Along with the usual Hollywood preening, celebrity gossiping, and media gawking, this year’s Oscar ceremony on Sunday, February 22, promises a few moments of special interest to Princeton-area viewers.

First up is “Whiplash,” the no-holds-barred drama of a young musician taunted and challenged by a band director who makes Marine Corps drill sergeants look soft. The movie was written by Princeton High School graduate Damien Chazelle, who played drums in the school’s award-winning Studio Band and who says the character of the overbearing band director, played by best supporting actor nominee J.K. Simmons, was modeled after Chazelle’s Princeton High band director.

The guessing game in town after the movie was released was how much of the band director character — if any — was true. As Chazelle’s mother, Celia, a professor at the College of New Jersey, said in an interview with the Princeton Echo (a sister paper of U.S. 1), the late Anthony Biancosino “was very demanding. He would let a performer know if they were not meeting those standards. The movie comes out of Damien taking that fear and creating an imaginary nightmare scenario.”

Chazelle’s father, Bernard, who teaches computer science at Princeton University, recalled Biancosino as a tough taskmaster. “At the time, Damien probably felt that [Dr. B] was a monster. But then you think back on it and you realize that no, he was just using certain pedagogical methods, which probably are not to be condoned. I think they’re probably bad ways of doing things, but they were not the work of a psychopath.”

But, as Bernard Chazelle added, the Studio Band performed “very well and so people appreciated him — his drive and commitment was unquestioned.
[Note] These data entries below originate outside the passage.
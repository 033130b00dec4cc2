use std::{collections::HashSet, sync::Arc};

use async_trait::async_trait;
use chrono::Utc;
use herald_cache::DedupCache;
use herald_common::internal;
use herald_store::{Message, MessageStore};

use super::{CycleSummary, MessageSender, SendOutcome};
use crate::{
    client::DeliveryClient,
    error::{DeliveryError, SystemError},
    snapshot::SentMessages,
};

/// Sends batches of unsent messages one at a time.
///
/// For each message: skip if already sent or cache-marked, deliver, mark sent
/// in the store, then write the dedup mark. The mark is only written after the
/// store accepted the update. A crash between those two steps leaves the
/// message sent in the store without a mark, which is harmless; a crash
/// between delivery and the store update means the next cycle delivers it
/// again.
#[derive(Debug, Clone)]
pub struct BatchSender {
    store: Arc<dyn MessageStore>,
    client: Arc<dyn DeliveryClient>,
    cache: DedupCache,
    sent: SentMessages,
}

impl BatchSender {
    #[must_use]
    pub fn new(
        store: Arc<dyn MessageStore>,
        client: Arc<dyn DeliveryClient>,
        cache: DedupCache,
    ) -> Self {
        let sent = SentMessages::new(Arc::clone(&store), cache.clone());

        Self {
            store,
            client,
            cache,
            sent,
        }
    }

    /// The sent-messages read path backed by the same store and cache.
    #[must_use]
    pub const fn sent_messages(&self) -> &SentMessages {
        &self.sent
    }

    fn report_failure(message: &Message, error: &DeliveryError) {
        if error.is_system() {
            internal!(
                level = ERROR,
                message_id = %message.id,
                error = %error,
                "Message delivery could not be completed"
            );
        } else {
            internal!(
                level = WARN,
                message_id = %message.id,
                rate_limited = error.is_rate_limited(),
                error = %error,
                "Message delivery failed, will retry next cycle"
            );
        }
    }
}

#[async_trait]
impl MessageSender for BatchSender {
    async fn send_messages(&self, batch_size: usize) -> Result<CycleSummary, DeliveryError> {
        let mut summary = CycleSummary::default();

        if batch_size == 0 {
            internal!(level = DEBUG, "Batch size is zero, nothing to do");
            return Ok(summary);
        }

        let mut messages = self
            .store
            .get_unsent_messages(batch_size)
            .await
            .map_err(SystemError::Fetch)?;
        messages.truncate(batch_size);
        summary.fetched = messages.len();

        if messages.is_empty() {
            internal!(level = DEBUG, "No unsent messages");
            return Ok(summary);
        }

        let mut seen = HashSet::with_capacity(messages.len());

        for message in &messages {
            if !seen.insert(message.id) {
                internal!(
                    level = WARN,
                    message_id = %message.id,
                    "Message appeared twice in one batch, skipping duplicate"
                );
                summary.skipped += 1;
                continue;
            }

            match self.send_message(message).await {
                Ok(SendOutcome::Delivered { .. }) => summary.delivered += 1,
                Ok(SendOutcome::AlreadySent) => summary.skipped += 1,
                Err(e) => {
                    Self::report_failure(message, &e);
                    summary.failed += 1;
                }
            }
        }

        if summary.delivered > 0
            && let Err(e) = self.sent.refresh().await
        {
            internal!(
                level = WARN,
                error = %e,
                "Unable to rebuild sent-messages snapshot, it will be rebuilt on next read"
            );
        }

        internal!(
            level = INFO,
            fetched = summary.fetched,
            delivered = summary.delivered,
            skipped = summary.skipped,
            failed = summary.failed,
            "Delivery cycle complete"
        );

        Ok(summary)
    }

    async fn send_message(&self, message: &Message) -> Result<SendOutcome, DeliveryError> {
        if message.sent {
            internal!(level = DEBUG, message_id = %message.id, "Message already marked sent");
            return Ok(SendOutcome::AlreadySent);
        }

        if self.cache.is_delivered(message.id).await {
            internal!(
                level = WARN,
                message_id = %message.id,
                "Message has a delivery mark, skipping"
            );
            return Ok(SendOutcome::AlreadySent);
        }

        let receipt = self.client.deliver(message).await?;

        self.store
            .update_message_sent(message.id, Some(&receipt.message_id))
            .await
            .map_err(|source| SystemError::Persistence {
                id: message.id,
                source,
            })?;

        self.cache.record_delivery(message.id, Utc::now()).await;

        internal!(
            level = INFO,
            message_id = %message.id,
            delivery_ref = %receipt.message_id,
            "Message delivered"
        );

        Ok(SendOutcome::Delivered {
            delivery_ref: receipt.message_id,
        })
    }
}
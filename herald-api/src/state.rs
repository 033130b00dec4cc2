//! Shared handler state

use std::sync::Arc;

use herald_cache::DedupCache;
use herald_delivery::{MessageSender, Scheduler, SentMessages};
use herald_store::MessageStore;

/// Everything the handlers reach into. Cloned per request; every field is a
/// handle.
#[derive(Debug, Clone)]
pub struct AppState {
    pub(crate) scheduler: Arc<Scheduler>,
    pub(crate) sender: Arc<dyn MessageSender>,
    pub(crate) store: Arc<dyn MessageStore>,
    pub(crate) cache: DedupCache,
    pub(crate) sent: SentMessages,
}

impl AppState {
    /// `sender` must be the one `scheduler` drives, so manual sends and
    /// scheduled cycles share one send protocol.
    #[must_use]
    pub fn new(
        scheduler: Arc<Scheduler>,
        sender: Arc<dyn MessageSender>,
        store: Arc<dyn MessageStore>,
        cache: DedupCache,
    ) -> Self {
        let sent = SentMessages::new(Arc::clone(&store), cache.clone());
        Self {
            scheduler,
            sender,
            store,
            cache,
            sent,
        }
    }

    #[must_use]
    pub const fn scheduler(&self) -> &Arc<Scheduler> {
        &self.scheduler
    }
}
pub mod controller;
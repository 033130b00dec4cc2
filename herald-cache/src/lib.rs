pub mod backends;
pub mod config;
pub mod dedup;
pub mod error;
pub mod keys;
pub mod pattern;
pub mod r#trait;

pub use backends::{DisabledCache, MemoryCache};
pub use config::CacheConfig;
pub use dedup::DedupCache;
pub use error::{CacheError, Result};
pub use r#trait::CacheStore;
I think that’s the other side of the story.”

Another film of special interest is the Imitation Game, the story of the math genius Alan Turing, whose theories made possible Britain’s breaking of German military codes during World War II. What the movie did not depict was Turing’s work in Princeton as a brilliant graduate student in the late 1930s.

In a high-powered academic setting that included Albert Einstein, John von Neumann, and Kurt Godel, among others, the young Turing stood out. George Dyson titled his 2012 book on early computing at the Institute for Advanced Study “Turing’s Cathedral,” and referred to the groundbreaking computer there as “the physical realization” of Turing’s dreams. In 2008 a panel of professors named him Princeton’s second-most influential alumnus, after only James Madison of the Class of 1771.

Finally, there is Hun School alumnus Ethan Hawke, nominated for best supporting actor in his role as the father of the two children whose lives are followed for literally 13 years in “Boyhood.”

Hawke moved with his family to West Windsor when he was 10, acted in the seventh and eighth grade play there, and then was cast in a major motion picture, “Explorers,” and transferred to Hun. He enrolled as a freshman at Carnegie Mellon but left within a few months to film “Dead Poets Society,” his breakthrough role.

One critic of “Boyhood” noted that it’s not just the child’s character “who transforms over the course of the movie, Hawke’s does just as much. Watching him transform from a carefree single dad who’s still something of a boy himself, into a stable, happily married man entering middle age could be a metaphor for Hawke’s own career.”

And the winner is . . .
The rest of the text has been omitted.